→ **Stored data**
-- -- --

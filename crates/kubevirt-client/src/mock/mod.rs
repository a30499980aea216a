//! In-memory collaborators for unit testing
//!
//! Every mock shares its state behind `Arc<Mutex<..>>`, so a clone handed to
//! the code under test and the copy kept by the test observe the same calls.

use crate::client::set_node_provider_id;
use crate::error::KubevirtError;
use crate::kubevirt_trait::{
    CommandExecutor, VirtualMachineHandle, VmProvider, VmRequest, WorkloadCluster,
};
use std::collections::HashMap;
use std::sync::{Arc, Mutex, MutexGuard, PoisonError};

fn lock<T>(mutex: &Mutex<T>) -> MutexGuard<'_, T> {
    mutex.lock().unwrap_or_else(PoisonError::into_inner)
}

/// Observable state of a `MockVirtualMachine`
#[derive(Debug, Clone, Default)]
pub struct MockVmState {
    /// VM object exists
    pub exists: bool,
    /// Reported address
    pub address: String,
    /// Boot probe result
    pub booted: bool,
    /// Bootstrap probe result
    pub bootstrapped: bool,
    /// `create()` fails
    pub fail_create: bool,
    /// `delete()` fails
    pub fail_delete: bool,
    /// Number of upcoming `set_provider_id()` calls that fail
    pub provider_id_failures: u32,
    /// `create()` calls
    pub create_calls: u32,
    /// `delete()` calls
    pub delete_calls: u32,
    /// `is_booted()` calls
    pub boot_probes: u32,
    /// `is_bootstrapped()` calls
    pub bootstrap_probes: u32,
    /// `set_provider_id()` calls
    pub provider_id_calls: u32,
}

/// Scriptable VM handle
#[derive(Debug, Clone)]
pub struct MockVirtualMachine {
    name: String,
    state: Arc<Mutex<MockVmState>>,
}

impl MockVirtualMachine {
    /// A VM that does not exist yet
    pub fn new(name: impl Into<String>) -> Self {
        Self {
            name: name.into(),
            state: Arc::new(Mutex::new(MockVmState::default())),
        }
    }

    /// An existing VM with an address
    #[must_use]
    pub fn existing(self, address: impl Into<String>) -> Self {
        {
            let mut state = lock(&self.state);
            state.exists = true;
            state.address = address.into();
        }
        self
    }

    /// Set the boot probe result
    pub fn set_booted(&self, booted: bool) {
        lock(&self.state).booted = booted;
    }

    /// Set the bootstrap probe result
    pub fn set_bootstrapped(&self, bootstrapped: bool) {
        lock(&self.state).bootstrapped = bootstrapped;
    }

    /// Make `create()` fail
    pub fn fail_create(&self) {
        lock(&self.state).fail_create = true;
    }

    /// Make `delete()` fail
    pub fn fail_delete(&self) {
        lock(&self.state).fail_delete = true;
    }

    /// Make the next `times` provider id registrations fail
    pub fn fail_provider_id(&self, times: u32) {
        lock(&self.state).provider_id_failures = times;
    }

    /// Copy of the current state
    pub fn snapshot(&self) -> MockVmState {
        lock(&self.state).clone()
    }
}

#[async_trait::async_trait]
impl VirtualMachineHandle for MockVirtualMachine {
    fn name(&self) -> &str {
        &self.name
    }

    fn exists(&self) -> bool {
        lock(&self.state).exists
    }

    async fn create(&self) -> Result<(), KubevirtError> {
        let mut state = lock(&self.state);
        state.create_calls += 1;
        if state.fail_create {
            return Err(KubevirtError::InvalidObject(format!("mock create failure for {}", self.name)));
        }
        state.exists = true;
        Ok(())
    }

    fn address(&self) -> String {
        lock(&self.state).address.clone()
    }

    async fn is_booted(&self, _executor: &dyn CommandExecutor) -> bool {
        let mut state = lock(&self.state);
        state.boot_probes += 1;
        state.booted
    }

    async fn is_bootstrapped(&self, _executor: &dyn CommandExecutor) -> bool {
        let mut state = lock(&self.state);
        state.bootstrap_probes += 1;
        state.bootstrapped
    }

    async fn set_provider_id(&self, workload: &dyn WorkloadCluster) -> Result<String, KubevirtError> {
        {
            let mut state = lock(&self.state);
            state.provider_id_calls += 1;
            if state.provider_id_failures > 0 {
                state.provider_id_failures -= 1;
                return Err(KubevirtError::NotFound(format!("node {}", self.name)));
            }
        }
        set_node_provider_id(&self.name, workload).await
    }

    async fn delete(&self) -> Result<(), KubevirtError> {
        let mut state = lock(&self.state);
        state.delete_calls += 1;
        if state.fail_delete {
            return Err(KubevirtError::InvalidObject(format!("mock delete failure for {}", self.name)));
        }
        state.exists = false;
        Ok(())
    }
}

/// Hands out one shared `MockVirtualMachine` and records every lookup
#[derive(Debug, Clone)]
pub struct MockVmProvider {
    vm: MockVirtualMachine,
    requests: Arc<Mutex<Vec<VmRequest>>>,
    fail_lookup: Arc<Mutex<bool>>,
}

impl MockVmProvider {
    /// Provider returning `vm`
    pub fn new(vm: MockVirtualMachine) -> Self {
        Self {
            vm,
            requests: Arc::new(Mutex::new(Vec::new())),
            fail_lookup: Arc::new(Mutex::new(false)),
        }
    }

    /// The shared VM
    pub fn vm(&self) -> &MockVirtualMachine {
        &self.vm
    }

    /// Make lookups fail
    pub fn fail_lookup(&self) {
        *lock(&self.fail_lookup) = true;
    }

    /// Requests seen so far
    pub fn requests(&self) -> Vec<VmRequest> {
        lock(&self.requests).clone()
    }
}

#[async_trait::async_trait]
impl VmProvider for MockVmProvider {
    async fn machine(&self, request: &VmRequest) -> Result<Box<dyn VirtualMachineHandle>, KubevirtError> {
        lock(&self.requests).push(request.clone());
        if *lock(&self.fail_lookup) {
            return Err(KubevirtError::InvalidObject(format!("mock lookup failure for {}", request.name)));
        }
        Ok(Box::new(self.vm.clone()))
    }
}

/// Workload cluster with in-memory nodes
#[derive(Debug, Clone, Default)]
pub struct MockWorkloadCluster {
    nodes: Arc<Mutex<HashMap<String, Option<String>>>>,
    patched: Arc<Mutex<Vec<(String, String)>>>,
}

impl MockWorkloadCluster {
    /// Cluster without nodes
    pub fn new() -> Self {
        Self::default()
    }

    /// Add a node with an optional provider id
    #[must_use]
    pub fn with_node(self, name: &str, provider_id: Option<&str>) -> Self {
        lock(&self.nodes).insert(name.to_string(), provider_id.map(str::to_string));
        self
    }

    /// Current provider id of a node
    pub fn provider_id(&self, name: &str) -> Option<String> {
        lock(&self.nodes).get(name).cloned().flatten()
    }

    /// `(node, providerID)` patches issued so far
    pub fn patched(&self) -> Vec<(String, String)> {
        lock(&self.patched).clone()
    }
}

#[async_trait::async_trait]
impl WorkloadCluster for MockWorkloadCluster {
    async fn node_provider_id(&self, node_name: &str) -> Result<Option<String>, KubevirtError> {
        lock(&self.nodes)
            .get(node_name)
            .cloned()
            .ok_or_else(|| KubevirtError::NotFound(format!("node {node_name}")))
    }

    async fn set_node_provider_id(&self, node_name: &str, provider_id: &str) -> Result<(), KubevirtError> {
        let mut nodes = lock(&self.nodes);
        let Some(node) = nodes.get_mut(node_name) else {
            return Err(KubevirtError::NotFound(format!("node {node_name}")));
        };
        *node = Some(provider_id.to_string());
        lock(&self.patched).push((node_name.to_string(), provider_id.to_string()));
        Ok(())
    }
}

/// Command executor answering from a fixed table; unknown commands fail
#[derive(Debug, Clone, Default)]
pub struct MockCommandExecutor {
    responses: HashMap<String, String>,
    calls: Arc<Mutex<Vec<String>>>,
}

impl MockCommandExecutor {
    /// Executor with no known commands
    pub fn new() -> Self {
        Self::default()
    }

    /// Answer `command` with `output`
    #[must_use]
    pub fn respond(mut self, command: &str, output: &str) -> Self {
        self.responses.insert(command.to_string(), output.to_string());
        self
    }

    /// Commands executed so far
    pub fn calls(&self) -> Vec<String> {
        lock(&self.calls).clone()
    }
}

#[async_trait::async_trait]
impl CommandExecutor for MockCommandExecutor {
    async fn execute(&self, command: &str) -> Result<String, KubevirtError> {
        lock(&self.calls).push(command.to_string());
        self.responses
            .get(command)
            .map(|out| out.trim().to_string())
            .ok_or_else(|| KubevirtError::Ssh(format!("connection refused running '{command}'")))
    }
}
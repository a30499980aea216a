//! Cluster API style conditions
//!
//! Conditions are the user-visible progress surface of every provider object.
//! A condition only records a new `lastTransitionTime` when its status flips;
//! reason, severity and message may change freely while the status holds.

use chrono::{DateTime, Utc};
use schemars::JsonSchema;
use serde::{Deserialize, Serialize};

/// Summary condition computed from the other conditions of an object
pub const READY_CONDITION: &str = "Ready";
/// The VM backing a KubevirtMachine exists and has booted
pub const VM_PROVISIONED_CONDITION: &str = "VMProvisioned";
/// The bootstrap payload has run to completion inside the VM
pub const BOOTSTRAP_EXEC_SUCCEEDED_CONDITION: &str = "BootstrapExecSucceeded";
/// Set on a Cluster once its first control plane node is up
pub const CONTROL_PLANE_INITIALIZED_CONDITION: &str = "ControlPlaneInitialized";

/// Cluster infrastructure is not ready yet
pub const WAITING_FOR_CLUSTER_INFRASTRUCTURE_REASON: &str = "WaitingForClusterInfrastructure";
/// Worker machines wait for the control plane before provisioning
pub const WAITING_FOR_CONTROL_PLANE_AVAILABLE_REASON: &str = "WaitingForControlPlaneAvailable";
/// Bootstrap data has not been generated or copied yet
pub const WAITING_FOR_BOOTSTRAP_DATA_REASON: &str = "WaitingForBootstrapData";
/// The VM booted and bootstrap is running
pub const BOOTSTRAPPING_REASON: &str = "Bootstrapping";
/// Bootstrap has not (yet) reported success
pub const BOOTSTRAP_FAILED_REASON: &str = "BootstrapFailed";
/// The object is being deleted
pub const DELETING_REASON: &str = "Deleting";

/// Status of a condition
#[derive(Debug, Clone, Copy, Serialize, Deserialize, JsonSchema, PartialEq, Eq, Default)]
pub enum ConditionStatus {
    /// Condition holds
    True,
    /// Condition does not hold
    False,
    /// Not enough information
    #[default]
    Unknown,
}

/// Severity of a condition that is not True
///
/// Serializes as an empty string when unset, the way Cluster API writes
/// conditions with status True.
#[derive(Debug, Clone, Copy, Serialize, Deserialize, JsonSchema, PartialEq, Eq, PartialOrd, Ord, Default)]
pub enum ConditionSeverity {
    /// No severity (status True)
    #[default]
    #[serde(rename = "")]
    None,
    /// Informational, expected during normal convergence
    Info,
    /// Something may need attention
    Warning,
    /// Convergence is blocked
    Error,
}

/// A single named condition record
#[derive(Debug, Clone, Serialize, Deserialize, JsonSchema, PartialEq, Eq)]
#[serde(rename_all = "camelCase")]
pub struct Condition {
    /// Type of condition (e.g. VMProvisioned)
    #[serde(rename = "type")]
    pub type_: String,

    /// Status of the condition (True, False, Unknown)
    pub status: ConditionStatus,

    /// Severity, only meaningful when status is False or Unknown
    #[serde(default)]
    pub severity: ConditionSeverity,

    /// Machine-readable reason for the condition
    #[serde(default, skip_serializing_if = "Option::is_none")]
    pub reason: Option<String>,

    /// Human-readable message
    #[serde(default, skip_serializing_if = "Option::is_none")]
    pub message: Option<String>,

    /// Last time the condition status flipped
    pub last_transition_time: DateTime<Utc>,
}

impl Condition {
    /// A True condition with the current timestamp
    pub fn true_condition(type_: impl Into<String>) -> Self {
        Self {
            type_: type_.into(),
            status: ConditionStatus::True,
            severity: ConditionSeverity::None,
            reason: None,
            message: None,
            last_transition_time: Utc::now(),
        }
    }

    /// A False condition with the current timestamp
    pub fn false_condition(
        type_: impl Into<String>,
        reason: impl Into<String>,
        severity: ConditionSeverity,
        message: impl Into<String>,
    ) -> Self {
        let message = message.into();
        Self {
            type_: type_.into(),
            status: ConditionStatus::False,
            severity,
            reason: Some(reason.into()),
            message: (!message.is_empty()).then_some(message),
            last_transition_time: Utc::now(),
        }
    }

    /// Returns true when status is True
    pub fn is_true(&self) -> bool {
        self.status == ConditionStatus::True
    }

    /// Same status, reason, severity and message (timestamps ignored)
    pub fn has_same_state(&self, other: &Condition) -> bool {
        self.type_ == other.type_
            && self.status == other.status
            && self.severity == other.severity
            && self.reason == other.reason
            && self.message == other.message
    }
}

/// Objects that carry a list of conditions
///
/// Implemented by every provider object the reconciler reads or writes
/// conditions on. The default methods carry all condition semantics so each
/// implementation only has to expose its backing vector.
pub trait HasConditions {
    /// Current conditions (empty when the object has no status)
    fn conditions(&self) -> &[Condition];

    /// Mutable conditions, creating the status on demand
    fn conditions_mut(&mut self) -> &mut Vec<Condition>;

    /// Look up a condition by type
    fn get_condition(&self, type_: &str) -> Option<&Condition> {
        self.conditions().iter().find(|c| c.type_ == type_)
    }

    /// Returns true when a condition of that type exists
    fn has_condition(&self, type_: &str) -> bool {
        self.get_condition(type_).is_some()
    }

    /// Returns true when the condition exists with status True
    fn is_condition_true(&self, type_: &str) -> bool {
        self.get_condition(type_).is_some_and(Condition::is_true)
    }

    /// Set a condition, keeping the previous transition time if status is unchanged
    fn set_condition(&mut self, condition: Condition) {
        set(self.conditions_mut(), condition);
    }

    /// Mark a condition True
    fn mark_true(&mut self, type_: &str) {
        self.set_condition(Condition::true_condition(type_));
    }

    /// Mark a condition False with a reason
    fn mark_false(&mut self, type_: &str, reason: &str, severity: ConditionSeverity, message: &str) {
        self.set_condition(Condition::false_condition(type_, reason, severity, message));
    }
}

/// Insert or replace a condition in a list
///
/// `lastTransitionTime` is carried over from the existing entry whenever the
/// status did not change. The list is kept sorted with `Ready` first and the
/// rest alphabetically so serialized status stays stable across reconciles.
pub fn set(conditions: &mut Vec<Condition>, mut condition: Condition) {
    match conditions.iter_mut().find(|c| c.type_ == condition.type_) {
        Some(existing) => {
            if existing.status == condition.status {
                condition.last_transition_time = existing.last_transition_time;
            }
            *existing = condition;
        }
        None => conditions.push(condition),
    }

    conditions.sort_by(|a, b| {
        let a_ready = a.type_ == READY_CONDITION;
        let b_ready = b.type_ == READY_CONDITION;
        b_ready.cmp(&a_ready).then_with(|| a.type_.cmp(&b.type_))
    });
}

/// Compute the `Ready` summary from the given condition types
///
/// Ready is True when every listed condition that is present is True. Otherwise
/// it takes the reason, severity and message of the worst offending condition
/// (highest severity, first in `types` order on ties). Nothing is written when
/// none of the listed conditions exist yet.
pub fn set_summary<T: HasConditions + ?Sized>(object: &mut T, types: &[&str]) {
    let present: Vec<Condition> = types
        .iter()
        .filter_map(|t| object.get_condition(t).cloned())
        .collect();
    if present.is_empty() {
        return;
    }

    let mut worst: Option<&Condition> = None;
    for condition in present.iter().filter(|c| !c.is_true()) {
        match worst {
            Some(current) if current.severity >= condition.severity => {}
            _ => worst = Some(condition),
        }
    }

    let summary = match worst {
        None => Condition::true_condition(READY_CONDITION),
        Some(condition) => Condition {
            type_: READY_CONDITION.to_string(),
            status: condition.status,
            severity: condition.severity,
            reason: condition.reason.clone(),
            message: condition.message.clone(),
            last_transition_time: Utc::now(),
        },
    };
    object.set_condition(summary);
}
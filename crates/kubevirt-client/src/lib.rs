//! KubeVirt Client
//!
//! Collaborators of the KubeVirt machine controller:
//!
//! - **VM handle**: existence, creation, address, boot and bootstrap probes and
//!   deletion of the `VirtualMachine` backing one machine
//! - **Remote command execution**: `ssh` into a VM with the cluster key pair
//! - **Workload cluster**: register provider IDs on the guest cluster's nodes
//!
//! Each collaborator is a trait so the controller can be tested against the
//! in-memory implementations in `mock` (feature `test-util`).

pub mod client;
pub mod error;
#[path = "trait.rs"]
pub mod kubevirt_trait;
pub mod models;
pub mod ssh;
pub mod workload;
#[cfg(any(test, feature = "test-util"))]
pub mod mock;

pub use client::{provider_id_for, KubevirtVm, KubevirtVmProvider};
pub use error::KubevirtError;
pub use kubevirt_trait::{CommandExecutor, VirtualMachineHandle, VmProvider, VmRequest, WorkloadCluster};
pub use ssh::SshCommandExecutor;
pub use workload::KubeWorkloadCluster;
#[cfg(any(test, feature = "test-util"))]
pub use mock::{MockCommandExecutor, MockVirtualMachine, MockVmProvider, MockVmState, MockWorkloadCluster};
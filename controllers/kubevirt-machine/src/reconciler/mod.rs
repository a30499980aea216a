//! KubevirtMachine reconciliation.
//!
//! Every call re-derives state from the API server: it loads the
//! KubevirtMachine, its owner Machine, the Cluster and the KubevirtCluster,
//! then runs either the convergence path (`machine`) or the delete path
//! (`delete`) against a working copy held in a `MachineScope`. Whatever the
//! path returns, the scope is flushed once at the end; a flush failure only
//! becomes the result when the path itself succeeded.
//!
//! - `machine`: staged convergence (finalizer, VM, boot, bootstrap, provider ID)
//! - `delete`: teardown and finalizer removal
//! - `mapper`: maps watched Machines/Clusters/KubevirtClusters to KubevirtMachines

pub mod delete;
pub mod machine;
pub mod mapper;

use crate::api::ManagementApi;
use crate::config::{BootstrapOptions, ControllerConfig, RequeueTimings};
use crate::error::ControllerError;
use crate::metrics::Metrics;
use crate::reconcile_helpers::machine_patch;
use crate::workload::WorkloadClientFactory;
use crds::condition::set_summary;
use crds::{
    find_capi_owner, has_paused_annotation, Cluster, HasConditions, KubevirtCluster, KubevirtMachine, Machine,
    BOOTSTRAP_EXEC_SUCCEEDED_CONDITION, VM_PROVISIONED_CONDITION,
};
use kube::Resource;
use kube_runtime::controller::Action;
use kubevirt_client::{VmProvider, VmRequest};
use std::time::Duration;
use tracing::{debug, error, info, instrument};

/// Condition types summarized into `Ready`
const SUMMARY_CONDITIONS: &[&str] = &[VM_PROVISIONED_CONDITION, BOOTSTRAP_EXEC_SUCCEEDED_CONDITION];

/// What the dispatcher should do next
#[derive(Debug, Clone, Copy, PartialEq, Eq)]
pub enum ReconcileOutcome {
    /// Nothing to do until a watched object changes
    Done,
    /// Check again after the delay
    RequeueAfter(Duration),
}

impl ReconcileOutcome {
    /// Convert into a kube-runtime action
    pub fn into_action(self) -> Action {
        match self {
            Self::Done => Action::await_change(),
            Self::RequeueAfter(delay) => Action::requeue(delay),
        }
    }
}

/// Reconciler settings taken from the controller configuration
#[derive(Debug, Clone, Default)]
pub struct ReconcilerConfig {
    /// Stage requeue delays
    pub requeue: RequeueTimings,
    /// Bootstrap payload handling
    pub bootstrap: BootstrapOptions,
}

impl From<&ControllerConfig> for ReconcilerConfig {
    fn from(config: &ControllerConfig) -> Self {
        Self {
            requeue: config.requeue,
            bootstrap: config.bootstrap.clone(),
        }
    }
}

/// Objects a KubevirtMachine depends on, loaded at the start of a call
#[derive(Debug, Clone)]
pub struct MachineContext {
    /// Owner Cluster API Machine
    pub machine: Machine,
    /// Cluster of the Machine
    pub cluster: Cluster,
    /// Infrastructure of the Cluster
    pub kubevirt_cluster: KubevirtCluster,
}

/// Working copy of a KubevirtMachine plus the last persisted state
#[derive(Debug, Clone)]
pub struct MachineScope {
    namespace: String,
    name: String,
    persisted: KubevirtMachine,
    /// Working copy mutated by the stages
    pub machine: KubevirtMachine,
}

impl MachineScope {
    /// Scope over a freshly loaded object
    pub fn new(machine: KubevirtMachine) -> Result<Self, ControllerError> {
        let namespace = machine
            .metadata
            .namespace
            .clone()
            .ok_or(ControllerError::MissingObjectKey("namespace"))?;
        let name = machine
            .metadata
            .name
            .clone()
            .ok_or(ControllerError::MissingObjectKey("name"))?;
        Ok(Self {
            namespace,
            name,
            persisted: machine.clone(),
            machine,
        })
    }

    /// Namespace of the machine
    pub fn namespace(&self) -> &str {
        &self.namespace
    }

    /// Name of the machine
    pub fn name(&self) -> &str {
        &self.name
    }

    /// Write pending changes; no request when nothing changed
    pub async fn patch(&mut self, api: &dyn ManagementApi) -> Result<(), ControllerError> {
        set_summary(&mut self.machine, SUMMARY_CONDITIONS);
        let patch = machine_patch(&self.persisted, &self.machine);
        if patch.is_empty() {
            return Ok(());
        }

        api.patch_kubevirt_machine(&self.namespace, &self.name, &patch).await?;
        self.persisted = self.machine.clone();
        debug!("Patched KubevirtMachine {}/{}", self.namespace, self.name);
        Ok(())
    }
}

/// Reconciles KubevirtMachines.
pub struct Reconciler {
    pub(crate) api: Box<dyn ManagementApi>,
    pub(crate) vms: Box<dyn VmProvider>,
    pub(crate) workload_clients: Box<dyn WorkloadClientFactory>,
    pub(crate) config: ReconcilerConfig,
    pub(crate) metrics: Metrics,
}

impl std::fmt::Debug for Reconciler {
    fn fmt(&self, f: &mut std::fmt::Formatter<'_>) -> std::fmt::Result {
        f.debug_struct("Reconciler").field("config", &self.config).finish_non_exhaustive()
    }
}

impl Reconciler {
    /// Creates a new reconciler.
    pub fn new(
        api: Box<dyn ManagementApi>,
        vms: Box<dyn VmProvider>,
        workload_clients: Box<dyn WorkloadClientFactory>,
        config: ReconcilerConfig,
        metrics: Metrics,
    ) -> Self {
        Self {
            api,
            vms,
            workload_clients,
            config,
            metrics,
        }
    }

    /// Reconcile the KubevirtMachine `namespace/name`
    #[instrument(skip(self))]
    pub async fn reconcile(&self, namespace: &str, name: &str) -> Result<ReconcileOutcome, ControllerError> {
        let Some(kubevirt_machine) = self.api.get_kubevirt_machine(namespace, name).await? else {
            debug!("KubevirtMachine is gone");
            return Ok(ReconcileOutcome::Done);
        };

        let Some(context) = self.load_context(namespace, &kubevirt_machine).await? else {
            return Ok(ReconcileOutcome::Done);
        };

        if context.cluster.is_paused() || has_paused_annotation(&kubevirt_machine.metadata) {
            info!("Reconciliation is paused for this object");
            return Ok(ReconcileOutcome::Done);
        }

        let mut scope = MachineScope::new(kubevirt_machine)?;
        let result = self.reconcile_scope(&mut scope, &context).await;
        let flushed = scope.patch(self.api.as_ref()).await;

        match (result, flushed) {
            (Ok(outcome), Ok(())) => Ok(outcome),
            (Ok(_), Err(patch_error)) => {
                error!("Failed to patch KubevirtMachine: {}", patch_error);
                Err(patch_error)
            }
            (Err(e), Ok(())) => Err(e),
            (Err(e), Err(patch_error)) => {
                error!("Failed to patch KubevirtMachine: {}", patch_error);
                Err(e)
            }
        }
    }

    /// Load owner Machine, Cluster and KubevirtCluster; `None` means wait
    async fn load_context(
        &self,
        namespace: &str,
        kubevirt_machine: &KubevirtMachine,
    ) -> Result<Option<MachineContext>, ControllerError> {
        let Some(owner) = find_capi_owner(&kubevirt_machine.metadata, "Machine") else {
            info!("Waiting for Machine Controller to set OwnerRef on KubevirtMachine");
            return Ok(None);
        };
        let Some(machine) = self.api.get_machine(namespace, &owner.name).await? else {
            info!("Owner Machine {} not found", owner.name);
            return Ok(None);
        };

        let Some(cluster_name) = machine.cluster_label().map(str::to_string) else {
            info!(
                "Machine {} is not associated with a cluster; set the label {}",
                owner.name,
                crds::CLUSTER_NAME_LABEL
            );
            return Ok(None);
        };
        let Some(cluster) = self.api.get_cluster(namespace, &cluster_name).await? else {
            info!("Cluster {} not found", cluster_name);
            return Ok(None);
        };

        let Some(infra_name) = cluster.spec.infrastructure_ref.as_ref().map(|r| r.name.clone()) else {
            info!("Cluster {} has no infrastructureRef yet", cluster_name);
            return Ok(None);
        };
        let Some(kubevirt_cluster) = self.api.get_kubevirt_cluster(namespace, &infra_name).await? else {
            info!("KubevirtCluster {} is not available yet", infra_name);
            return Ok(None);
        };

        Ok(Some(MachineContext {
            machine,
            cluster,
            kubevirt_cluster,
        }))
    }

    async fn reconcile_scope(
        &self,
        scope: &mut MachineScope,
        context: &MachineContext,
    ) -> Result<ReconcileOutcome, ControllerError> {
        if !scope.machine.has_finalizer() {
            if scope.machine.is_being_deleted() {
                return Ok(ReconcileOutcome::Done);
            }
            // Persisted before any VM exists so deletion cannot orphan it
            scope.machine.add_finalizer();
            return Ok(ReconcileOutcome::Done);
        }

        if !context.cluster.infrastructure_ready() {
            info!("Waiting for KubevirtCluster Controller to create cluster infrastructure");
            scope.machine.mark_false(
                VM_PROVISIONED_CONDITION,
                crds::WAITING_FOR_CLUSTER_INFRASTRUCTURE_REASON,
                crds::ConditionSeverity::Info,
                "",
            );
            return Ok(ReconcileOutcome::Done);
        }

        if scope.machine.is_being_deleted() {
            return self.reconcile_delete(scope, context).await;
        }

        self.reconcile_normal(scope, context).await
    }

    /// Describe the VM backing `scope` for the VM provider
    pub(crate) fn vm_request(
        scope: &MachineScope,
        context: &MachineContext,
        user_data_secret_name: String,
    ) -> Result<VmRequest, ControllerError> {
        let owner = scope
            .machine
            .owner_ref(&())
            .ok_or(ControllerError::MissingObjectKey("uid"))?;
        Ok(VmRequest {
            namespace: scope.namespace().to_string(),
            name: scope.name().to_string(),
            cluster_name: context.machine.cluster_label().unwrap_or_default().to_string(),
            vm_spec: scope.machine.spec.vm_spec.clone(),
            user_data_secret_name,
            owner,
        })
    }
}

#[cfg(test)]
#[path = "reconciler_test.rs"]
mod reconciler_test;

-- -- --

→ **PROBLEM DETAILS**
Each line above where the word "ConditionSeverity" occurs should be returned in full.

→ **OUTPUT**
pub enum ConditionSeverity {
    pub severity: ConditionSeverity,
            severity: ConditionSeverity::None,
        severity: ConditionSeverity,
    fn mark_false(&mut self, type_: &str, reason: &str, severity: ConditionSeverity, message: &str) {
                crds::ConditionSeverity::Info,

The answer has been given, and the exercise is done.